Work task: Scan the lines below; pull out those with "TransportSession".

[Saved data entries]
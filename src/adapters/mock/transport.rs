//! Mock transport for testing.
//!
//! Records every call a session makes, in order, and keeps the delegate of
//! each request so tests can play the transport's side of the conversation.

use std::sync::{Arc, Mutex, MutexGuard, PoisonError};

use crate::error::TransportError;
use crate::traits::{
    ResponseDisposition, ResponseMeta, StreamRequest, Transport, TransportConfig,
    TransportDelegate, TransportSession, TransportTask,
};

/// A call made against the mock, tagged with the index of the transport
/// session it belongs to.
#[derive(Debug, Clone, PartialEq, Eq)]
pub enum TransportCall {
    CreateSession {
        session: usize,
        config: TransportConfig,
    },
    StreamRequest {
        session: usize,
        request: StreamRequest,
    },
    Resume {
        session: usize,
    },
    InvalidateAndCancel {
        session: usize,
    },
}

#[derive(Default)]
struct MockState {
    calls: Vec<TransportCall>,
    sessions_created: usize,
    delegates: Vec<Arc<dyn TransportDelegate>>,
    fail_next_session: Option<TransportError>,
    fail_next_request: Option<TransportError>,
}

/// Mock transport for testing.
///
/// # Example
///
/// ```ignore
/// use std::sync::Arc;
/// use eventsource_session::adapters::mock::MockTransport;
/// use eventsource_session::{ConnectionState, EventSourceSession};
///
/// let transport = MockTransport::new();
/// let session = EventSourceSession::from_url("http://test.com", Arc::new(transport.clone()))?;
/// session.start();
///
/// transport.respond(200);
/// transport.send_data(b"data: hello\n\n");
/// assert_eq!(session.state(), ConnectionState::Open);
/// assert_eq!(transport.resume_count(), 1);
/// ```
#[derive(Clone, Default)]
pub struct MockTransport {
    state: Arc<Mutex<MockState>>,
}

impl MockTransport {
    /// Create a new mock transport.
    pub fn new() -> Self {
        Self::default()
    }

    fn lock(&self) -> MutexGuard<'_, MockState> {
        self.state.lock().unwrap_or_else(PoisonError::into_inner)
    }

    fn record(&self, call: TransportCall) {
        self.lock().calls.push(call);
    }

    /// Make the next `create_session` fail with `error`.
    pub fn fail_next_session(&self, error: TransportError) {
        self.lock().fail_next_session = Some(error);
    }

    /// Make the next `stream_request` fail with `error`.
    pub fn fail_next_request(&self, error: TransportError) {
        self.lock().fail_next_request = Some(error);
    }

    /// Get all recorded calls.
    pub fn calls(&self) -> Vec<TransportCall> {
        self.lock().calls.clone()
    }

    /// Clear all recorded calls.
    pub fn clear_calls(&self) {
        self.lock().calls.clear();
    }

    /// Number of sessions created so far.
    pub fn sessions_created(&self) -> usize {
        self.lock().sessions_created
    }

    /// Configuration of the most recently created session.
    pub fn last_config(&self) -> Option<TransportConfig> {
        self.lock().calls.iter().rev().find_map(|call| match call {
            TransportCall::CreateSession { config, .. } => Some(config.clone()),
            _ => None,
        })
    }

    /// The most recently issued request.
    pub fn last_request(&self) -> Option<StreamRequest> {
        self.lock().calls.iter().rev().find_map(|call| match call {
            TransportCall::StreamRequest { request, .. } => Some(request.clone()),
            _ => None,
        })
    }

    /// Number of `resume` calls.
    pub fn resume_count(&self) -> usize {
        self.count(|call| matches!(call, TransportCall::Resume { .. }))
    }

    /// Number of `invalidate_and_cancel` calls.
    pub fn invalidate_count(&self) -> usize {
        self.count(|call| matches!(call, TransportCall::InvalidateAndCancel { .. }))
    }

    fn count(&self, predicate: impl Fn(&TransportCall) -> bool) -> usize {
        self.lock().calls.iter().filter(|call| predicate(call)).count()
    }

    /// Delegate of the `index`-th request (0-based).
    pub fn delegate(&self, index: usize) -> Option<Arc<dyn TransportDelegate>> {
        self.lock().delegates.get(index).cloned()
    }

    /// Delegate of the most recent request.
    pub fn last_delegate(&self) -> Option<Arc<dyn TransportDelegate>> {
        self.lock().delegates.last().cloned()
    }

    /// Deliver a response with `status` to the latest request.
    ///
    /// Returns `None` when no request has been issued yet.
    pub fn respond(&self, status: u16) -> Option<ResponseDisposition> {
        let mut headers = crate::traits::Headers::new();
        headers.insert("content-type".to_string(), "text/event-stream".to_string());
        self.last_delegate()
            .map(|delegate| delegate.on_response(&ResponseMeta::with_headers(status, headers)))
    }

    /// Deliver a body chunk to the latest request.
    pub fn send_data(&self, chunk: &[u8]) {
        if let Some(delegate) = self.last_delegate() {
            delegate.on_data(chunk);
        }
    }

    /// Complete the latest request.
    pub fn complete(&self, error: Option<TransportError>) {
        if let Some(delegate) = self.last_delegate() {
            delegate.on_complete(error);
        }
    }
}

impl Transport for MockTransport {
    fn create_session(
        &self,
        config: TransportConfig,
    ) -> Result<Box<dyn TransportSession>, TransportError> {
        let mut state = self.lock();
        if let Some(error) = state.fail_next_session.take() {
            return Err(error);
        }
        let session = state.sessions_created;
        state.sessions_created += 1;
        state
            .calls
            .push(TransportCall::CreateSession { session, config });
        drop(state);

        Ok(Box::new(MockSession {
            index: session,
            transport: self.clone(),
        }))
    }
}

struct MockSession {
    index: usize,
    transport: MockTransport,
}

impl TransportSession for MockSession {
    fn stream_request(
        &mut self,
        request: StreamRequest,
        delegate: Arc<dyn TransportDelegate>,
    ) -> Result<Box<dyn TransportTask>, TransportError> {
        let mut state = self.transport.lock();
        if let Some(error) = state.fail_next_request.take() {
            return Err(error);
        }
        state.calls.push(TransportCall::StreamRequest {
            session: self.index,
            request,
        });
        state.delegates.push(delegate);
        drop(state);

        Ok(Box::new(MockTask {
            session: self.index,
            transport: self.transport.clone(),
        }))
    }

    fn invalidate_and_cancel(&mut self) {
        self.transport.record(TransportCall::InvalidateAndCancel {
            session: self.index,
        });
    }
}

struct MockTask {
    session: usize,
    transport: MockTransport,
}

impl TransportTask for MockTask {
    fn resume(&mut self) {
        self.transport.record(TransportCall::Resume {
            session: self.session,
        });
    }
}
...
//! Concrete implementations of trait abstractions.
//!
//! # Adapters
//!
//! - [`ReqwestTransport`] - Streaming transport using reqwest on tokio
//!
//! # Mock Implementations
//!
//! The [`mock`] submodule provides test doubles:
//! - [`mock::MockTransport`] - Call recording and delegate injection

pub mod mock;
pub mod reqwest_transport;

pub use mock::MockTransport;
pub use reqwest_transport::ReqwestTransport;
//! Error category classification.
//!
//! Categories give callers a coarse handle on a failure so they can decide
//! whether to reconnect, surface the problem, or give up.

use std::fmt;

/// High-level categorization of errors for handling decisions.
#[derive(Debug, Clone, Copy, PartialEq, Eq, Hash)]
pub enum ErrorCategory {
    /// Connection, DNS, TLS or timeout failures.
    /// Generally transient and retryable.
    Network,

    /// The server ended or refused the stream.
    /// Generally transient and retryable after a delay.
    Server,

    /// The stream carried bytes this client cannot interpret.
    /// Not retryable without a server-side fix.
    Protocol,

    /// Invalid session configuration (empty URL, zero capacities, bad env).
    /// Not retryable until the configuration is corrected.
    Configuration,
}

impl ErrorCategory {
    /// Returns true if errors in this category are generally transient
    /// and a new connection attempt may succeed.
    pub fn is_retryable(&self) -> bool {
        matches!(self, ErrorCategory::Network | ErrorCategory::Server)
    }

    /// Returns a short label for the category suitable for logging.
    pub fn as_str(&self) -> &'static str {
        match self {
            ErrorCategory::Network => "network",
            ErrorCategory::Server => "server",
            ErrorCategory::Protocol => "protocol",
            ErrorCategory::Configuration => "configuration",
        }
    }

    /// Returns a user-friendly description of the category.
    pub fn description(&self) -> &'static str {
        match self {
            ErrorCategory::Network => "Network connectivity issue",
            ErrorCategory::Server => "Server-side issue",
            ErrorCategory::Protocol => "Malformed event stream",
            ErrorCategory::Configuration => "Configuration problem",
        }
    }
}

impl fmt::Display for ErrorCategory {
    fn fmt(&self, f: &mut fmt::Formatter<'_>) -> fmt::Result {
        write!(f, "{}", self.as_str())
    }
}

Exercise result:
    TransportDelegate, TransportSession, TransportTask,
    ) -> Result<Box<dyn TransportSession>, TransportError> {
impl TransportSession for MockSession {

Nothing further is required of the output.